The others do not understand what is wrong with him as he sulks and becomes delirious as infection sets in. He tries to row to Ouessant but is too weak.  On Ouessant, a crowd gathers and wonders why only one cloud of smoke is rising from Bannec-- the men were supposed to be working in pairs.

 The men find Ambroise collapsed on the beach and Jean Marie finds his knife (and realizes he has acted unfairly) but the sea is becalmed and the older men believe that cannot get him back to Ouessant. Jean Marie tries to take Ambroise on his own, just as the village doctor makes his way to Bannec and they almost miss each other in the dense fog.  Ambroise is brought home and put to bed.

The story is simple and melodramatic.  It may have been based on real events on the island, but much more importantly, Epstein only used non-actors in his film, preferring islanders playing islanders, performing the everyday gestures, games, rituals and skills that they have learned so well. Released five years before Robert Flaherty's  Man of Aran (1934) Epstein's docu-drama may be the first of its kind.

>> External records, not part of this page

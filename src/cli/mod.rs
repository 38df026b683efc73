//! Command-line interface

pub mod commands;
pub mod output;

use clap::{Parser, Subcommand};
use commands::{HistoryCommand, RunCommand, ValidateCommand};
use std::ffi::OsString;

/// Event-triggered CI workflow runner
#[derive(Debug, Parser, Clone)]
#[command(name = "workflow-runner")]
#[command(author = "Workflow Runner Contributors")]
#[command(version = "0.1.0")]
#[command(about = "Runs a single CI job when an event matches its triggers", long_about = None)]
pub struct Cli {
    #[command(subcommand)]
    pub command: Command,

    /// Enable verbose logging
    #[arg(short, long, global = true)]
    pub verbose: bool,

    /// Print each step's output as soon as the step finishes
    #[arg(short, long, global = true)]
    pub stream: bool,
}

/// Available commands
#[derive(Debug, Subcommand, Clone)]
pub enum Command {
    /// Run a workflow for an event
    Run(RunCommand),

    /// Validate a workflow file
    Validate(ValidateCommand),

    /// Show run history
    History(HistoryCommand),
}

impl Cli {
    /// Parse CLI arguments from environment
    pub fn from_args() -> Self {
        Self::parse()
    }

    /// Parse CLI arguments from a slice
    pub fn try_parse_from<I, T>(itr: I) -> Result<Self, clap::Error>
    where
        I: IntoIterator<Item = T>,
        T: Into<OsString> + Clone,
    {
        <Self as Parser>::try_parse_from(itr)
    }
}
//! Command execution capability
//!
//! The step runner never spawns processes itself. It hands each rendered
//! command to a [`CommandExecutor`], so tests can substitute a deterministic
//! implementation for the real shell.

use async_trait::async_trait;
use std::collections::HashMap;
use std::path::{Path, PathBuf};
use std::time::Duration;
use thiserror::Error;
use tokio::process::Command;
use tokio::time::timeout;
use tracing::{debug, warn};

/// Error types for command execution
#[derive(Debug, Error)]
pub enum ExecutorError {
    #[error("Failed to spawn command: {0}")]
    Spawn(String),

    #[error("Timeout after {0} seconds")]
    Timeout(u64),
}

/// A command ready to run in a provisioned environment
#[derive(Debug, Clone)]
pub struct CommandRequest {
    /// Fully rendered shell command
    pub command: String,

    /// Environment variables added to the inherited environment
    pub env: HashMap<String, String>,

    /// Directory to run in
    pub working_directory: PathBuf,

    /// Timeout in seconds (None = no limit)
    pub timeout_secs: Option<u64>,
}

impl CommandRequest {
    pub fn new(command: impl Into<String>, working_directory: impl AsRef<Path>) -> Self {
        Self {
            command: command.into(),
            env: HashMap::new(),
            working_directory: working_directory.as_ref().to_path_buf(),
            timeout_secs: None,
        }
    }
}

/// What a finished command reported
#[derive(Debug, Clone, PartialEq, Eq)]
pub struct CommandOutput {
    pub exit_code: i32,
    pub stdout: String,
    pub stderr: String,
}

impl CommandOutput {
    pub fn success(&self) -> bool {
        self.exit_code == 0
    }
}

/// Trait for command execution - allows for different implementations
#[async_trait]
pub trait CommandExecutor: Send + Sync {
    /// Run a command to completion and report its exit code and output
    async fn run(&self, request: &CommandRequest) -> Result<CommandOutput, ExecutorError>;
}

/// Runs commands through a POSIX shell (`sh -c <command>`)
#[derive(Debug, Clone)]
pub struct ShellExecutor {
    /// Shell executable
    shell: String,
}

impl Default for ShellExecutor {
    fn default() -> Self {
        Self::new("sh")
    }
}

impl ShellExecutor {
    pub fn new(shell: impl Into<String>) -> Self {
        Self {
            shell: shell.into(),
        }
    }
}

#[async_trait]
impl CommandExecutor for ShellExecutor {
    async fn run(&self, request: &CommandRequest) -> Result<CommandOutput, ExecutorError> {
        debug!(
            "Spawning {} -c in {}: {}",
            self.shell,
            request.working_directory.display(),
            request.command
        );

        let mut command = Command::new(&self.shell);
        command
            .arg("-c")
            .arg(&request.command)
            .current_dir(&request.working_directory)
            .envs(&request.env)
            .kill_on_drop(true);
        let child = command.output();

        let result = match request.timeout_secs {
            Some(secs) => timeout(Duration::from_secs(secs), child)
                .await
                .map_err(|_| ExecutorError::Timeout(secs))?,
            None => child.await,
        };

        let output = result.map_err(|e| ExecutorError::Spawn(e.to_string()))?;

        // Killed by a signal: no exit code
        let exit_code = output.status.code().unwrap_or(-1);
        if exit_code != 0 {
            warn!("Command exited with code {}: {}", exit_code, request.command);
        }

        Ok(CommandOutput {
            exit_code,
            stdout: String::from_utf8_lossy(&output.stdout).into_owned(),
            stderr: String::from_utf8_lossy(&output.stderr).into_owned(),
        })
    }
}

What made me watch this film repeatedly, non-sequentially, moving frame by frame at times to take screen shots, was the way that the camera lingered over material details on Bannec such as the arc of slippery, sinuous kelp hooked and flung into a boat,





the many-times mended work pants of the boys;


the mounds of seaweed carted to the top of the heap;

a broken bowl lying among the rounded rocks of the shore,



 
and the way that Ambroises's collapsed form mimics the rocks on the strand.



I could not stop avidly collecting frames filled with life on Ouessant: the faces of the mothers (and their missing teeth), the shine of the black clothing, the wind whipping across everything,





the image-filled interior of a stone cottage,


 the crab and lobster traps by the stone quays,





and the women rushing to the rocky shore to look to sea.

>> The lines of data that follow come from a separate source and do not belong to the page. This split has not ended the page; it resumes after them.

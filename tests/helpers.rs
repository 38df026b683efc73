//! Test utility functions for workflow-runner

#![allow(dead_code)]

use workflow_runner::core::config::WorkflowConfig;
use workflow_runner::core::{Event, PipelineVerdict, RunFailure, RunPhase, RunResult, WorkflowDefinition};
use workflow_runner::execution::{
    CommandExecutor, CommandOutput, CommandRequest, ExecutionEngine, ExecutionEvent, ExecutorError,
    ProvisionError, ProvisionedEnvironment, Provisioner,
};

use async_trait::async_trait;
use std::collections::HashMap;
use std::sync::{Arc, Mutex};
use uuid::Uuid;

/// A request the mock executor received
#[derive(Debug, Clone)]
pub struct RecordedCall {
    pub command: String,
    pub env: HashMap<String, String>,
}

/// Mock executor with scripted exit codes
///
/// Commands not in the script exit with 0. Commands in `spawn_errors` fail to
/// start at all.
#[derive(Clone, Default)]
pub struct MockExecutor {
    exit_codes: Arc<HashMap<String, i32>>,
    spawn_errors: Arc<Vec<String>>,
    calls: Arc<Mutex<Vec<RecordedCall>>>,
}

impl MockExecutor {
    pub fn new() -> Self {
        Self::default()
    }

    pub fn with_exit_codes(exit_codes: &[(&str, i32)]) -> Self {
        Self {
            exit_codes: Arc::new(
                exit_codes
                    .iter()
                    .map(|(command, code)| (command.to_string(), *code))
                    .collect(),
            ),
            ..Self::default()
        }
    }

    pub fn with_spawn_error(mut self, command: &str) -> Self {
        let mut errors = (*self.spawn_errors).clone();
        errors.push(command.to_string());
        self.spawn_errors = Arc::new(errors);
        self
    }

    /// Commands executed so far, in order
    pub fn commands(&self) -> Vec<String> {
        self.calls
            .lock()
            .unwrap()
            .iter()
            .map(|call| call.command.clone())
            .collect()
    }

    pub fn calls(&self) -> Vec<RecordedCall> {
        self.calls.lock().unwrap().clone()
    }
}

#[async_trait]
impl CommandExecutor for MockExecutor {
    async fn run(&self, request: &CommandRequest) -> Result<CommandOutput, ExecutorError> {
        self.calls.lock().unwrap().push(RecordedCall {
            command: request.command.clone(),
            env: request.env.clone(),
        });

        if self.spawn_errors.contains(&request.command) {
            return Err(ExecutorError::Spawn(format!(
                "MockExecutor: cannot start `{}`",
                request.command
            )));
        }

        let exit_code = self.exit_codes.get(&request.command).copied().unwrap_or(0);
        Ok(CommandOutput {
            exit_code,
            stdout: format!("ran {}\n", request.command),
            stderr: if exit_code == 0 {
                String::new()
            } else {
                format!("{} failed\n", request.command)
            },
        })
    }
}

/// Provisioner that skips host checks, or always fails
#[derive(Clone, Default)]
pub struct MockProvisioner {
    pub fail_with: Option<String>,
}

impl MockProvisioner {
    pub fn failing(reason: &str) -> Self {
        Self {
            fail_with: Some(reason.to_string()),
        }
    }
}

#[async_trait]
impl Provisioner for MockProvisioner {
    async fn provision(
        &self,
        definition: &WorkflowDefinition,
        event: &Event,
        run_id: Uuid,
    ) -> Result<ProvisionedEnvironment, ProvisionError> {
        if let Some(reason) = &self.fail_with {
            return Err(ProvisionError::RuntimeUnavailable {
                runtime_version: definition.job.runtime_version.clone(),
                command: "runtime check".to_string(),
                exit_code: 127,
                stderr: reason.clone(),
            });
        }
        Ok(ProvisionedEnvironment::for_run(definition, event, run_id))
    }
}

/// Test result from running a workflow
#[derive(Debug, Clone)]
pub struct WorkflowTestResult {
    pub verdict: PipelineVerdict,
    pub commands: Vec<String>,
    pub events: Vec<ExecutionEvent>,
}

impl WorkflowTestResult {
    pub fn is_success(&self) -> bool {
        self.verdict.phase == RunPhase::Succeeded
    }

    pub fn is_failed(&self) -> bool {
        self.verdict.phase == RunPhase::Failed
    }

    pub fn is_skipped(&self) -> bool {
        self.verdict.phase == RunPhase::Skipped
    }

    /// Result of a step by name, if it ran
    pub fn step_result(&self, step_name: &str) -> Option<&RunResult> {
        self.verdict.results.iter().find(|r| r.step_name == step_name)
    }

    /// Names of executed steps, in order
    pub fn executed_steps(&self) -> Vec<String> {
        self.verdict
            .results
            .iter()
            .map(|r| r.step_name.clone())
            .collect()
    }

    pub fn summary(&self) -> String {
        let phase = match self.verdict.phase {
            RunPhase::Succeeded => "✅ Succeeded",
            RunPhase::Failed => "❌ Failed",
            RunPhase::Skipped => "⏭️ Skipped",
            _ => "❓ Unfinished",
        };
        format!(
            "{} - {}/{} steps executed, failure: {:?}",
            phase,
            self.verdict.results.len(),
            self.verdict.total_steps,
            self.verdict.failure
        )
    }
}

/// Run a workflow with a mock executor and a mock provisioner
pub async fn run_workflow_with_mock(
    definition: &WorkflowDefinition,
    event: &Event,
    executor: MockExecutor,
) -> WorkflowTestResult {
    run_workflow_with(definition, event, executor, MockProvisioner::default()).await
}

/// Run a workflow with any provisioner, collecting emitted events
pub async fn run_workflow_with<P: Provisioner + 'static>(
    definition: &WorkflowDefinition,
    event: &Event,
    executor: MockExecutor,
    provisioner: P,
) -> WorkflowTestResult {
    let events = Arc::new(Mutex::new(Vec::new()));
    let sink = events.clone();

    let mut engine = ExecutionEngine::new(executor.clone(), provisioner);
    engine.add_event_handler(move |event| sink.lock().unwrap().push(event));

    let verdict = engine
        .execute(event, definition)
        .await
        .unwrap_or_else(|e| panic!("Run hit an illegal transition: {}", e));

    let events = events.lock().unwrap().clone();
    WorkflowTestResult {
        verdict,
        commands: executor.commands(),
        events,
    }
}

/// Assert a step ran and succeeded
pub fn assert_step_succeeded(result: &WorkflowTestResult, step_name: &str) {
    let step = result
        .step_result(step_name)
        .unwrap_or_else(|| panic!("Step '{}' did not run: {}", step_name, result.summary()));

    assert!(
        step.succeeded,
        "Step '{}' should have succeeded, exit code {}",
        step_name, step.exit_code
    );
}

/// Assert a step ran and failed with the given exit code
pub fn assert_step_failed(result: &WorkflowTestResult, step_name: &str, exit_code: i32) {
    let step = result
        .step_result(step_name)
        .unwrap_or_else(|| panic!("Step '{}' did not run: {}", step_name, result.summary()));

    assert!(!step.succeeded, "Step '{}' should have failed", step_name);
    assert_eq!(
        step.exit_code, exit_code,
        "Step '{}' exit code mismatch",
        step_name
    );
}

/// Assert a step never ran
pub fn assert_step_not_run(result: &WorkflowTestResult, step_name: &str) {
    assert!(
        result.step_result(step_name).is_none(),
        "Step '{}' should not have run: {}",
        step_name,
        result.summary()
    );
}

pub fn assert_workflow_succeeded(result: &WorkflowTestResult) {
    assert!(
        result.is_success(),
        "Workflow should have succeeded, but was: {}",
        result.summary()
    );
    assert!(result.verdict.ran);
    assert!(result.verdict.success);
}

pub fn assert_workflow_failed(result: &WorkflowTestResult) {
    assert!(
        result.is_failed(),
        "Workflow should have failed, but was: {}",
        result.summary()
    );
    assert!(result.verdict.ran);
    assert!(!result.verdict.success);
}

pub fn assert_workflow_skipped(result: &WorkflowTestResult) {
    assert!(
        result.is_skipped(),
        "Workflow should have been skipped, but was: {}",
        result.summary()
    );
    assert!(!result.verdict.ran);
    assert!(result.verdict.results.is_empty());
    assert!(result.commands.is_empty(), "No command may run for a skipped workflow");
}

/// Assert steps ran in exactly this order
pub fn assert_execution_order(result: &WorkflowTestResult, expected_order: &[&str]) {
    let actual = result.executed_steps();
    assert_eq!(
        actual, expected_order,
        "Expected execution order: {:?}\nActual: {:?}",
        expected_order, actual
    );
}

/// Assert the run failed at a specific step
pub fn assert_failed_at(result: &WorkflowTestResult, step_index: usize, exit_code: i32) {
    match &result.verdict.failure {
        Some(RunFailure::Step {
            step_index: index,
            exit_code: code,
            ..
        }) => {
            assert_eq!(*index, step_index, "Failing step index mismatch");
            assert_eq!(*code, exit_code, "Failing exit code mismatch");
        }
        other => panic!("Expected a step failure, got {:?}", other),
    }
}

/// Parse a workflow from a YAML string
pub fn workflow_from_yaml(yaml: &str) -> WorkflowDefinition {
    let config = WorkflowConfig::from_yaml(yaml)
        .unwrap_or_else(|e| panic!("Failed to parse workflow YAML: {:#}", e));
    config.to_workflow()
}

/// The canonical test job: push and PR on develop, install then test
pub fn python_tests_workflow() -> WorkflowDefinition {
    workflow_from_yaml(
        r#"
name: "Tests"
triggers:
  push:
    branches: ["develop"]
  pull_request:
    branches: ["develop"]
job:
  runtime_version: "3.10"
  steps:
    - name: "install"
      command: "pip install -e .[dev]"
    - name: "test"
      command: "python -m unittest discover -v tests"
"#,
    )
}

#[cfg(test)]
mod tests {
    use super::*;

    #[tokio::test]
    async fn test_run_workflow_with_mock_simple() {
        let result = run_workflow_with_mock(
            &python_tests_workflow(),
            &Event::push("develop"),
            MockExecutor::new(),
        )
        .await;

        assert_workflow_succeeded(&result);
        assert_step_succeeded(&result, "install");
        assert_execution_order(&result, &["install", "test"]);
    }

    #[tokio::test]
    async fn test_mock_executor_scripts_exit_codes() {
        let executor = MockExecutor::with_exit_codes(&[("b", 7)]);
        let request = CommandRequest::new("b", ".");

        let output = executor.run(&request).await.unwrap();
        assert_eq!(output.exit_code, 7);
        assert_eq!(executor.commands(), vec!["b".to_string()]);
    }
}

A few years before making this film, Jean Epstein wrote of his interest in the agency of things in cinema:

 Each of us, I assume, may possess some object which he holds onto for personal
reasons: for some it’s a book; for some, perhaps a very banal and somewhat
ugly trinket; for someone else, perhaps, a piece of furniture with no value. We do
not look at them as they really are. To tell the truth, we are incapable of seeing
them as objects. What we see in them, through them, are the memories and emotions,
the plans or regrets that we have attached to these things for a more or less
lengthy period of time, sometimes forever. Now, this is the cinematographic mystery:
an object such as this, with its personal character, that is to say, an object
situated in a dramatic action that is equally photographic in character, reveals
anew its moral character, its human and living expression when reproduced cinematographically.


Epstein, For a New Avant-Garde (c. 1923)
Translated by Stuart Liebman

 In his cinema history from 1976, film historian Eric Rhode found this material emphasis in Epstein's films distracting, calling them “beautiful to the point of excess, his concern with the texture of worn wood and pebbles and with the movement of the sea tending to overwhelm the presence of his actors" (A History of the Cinema from Its Origins to 1970, 130). 

But it is this excessive beauty of the worn out clothing, the sea-rounded stones and the textures of the slippery kelp that are so very affective. Early documentary film was taking its cues from Realist painting of the nineteenth century, which seem very fitting for representing the way of life that was persisting in 1928 at the "ends of the earth."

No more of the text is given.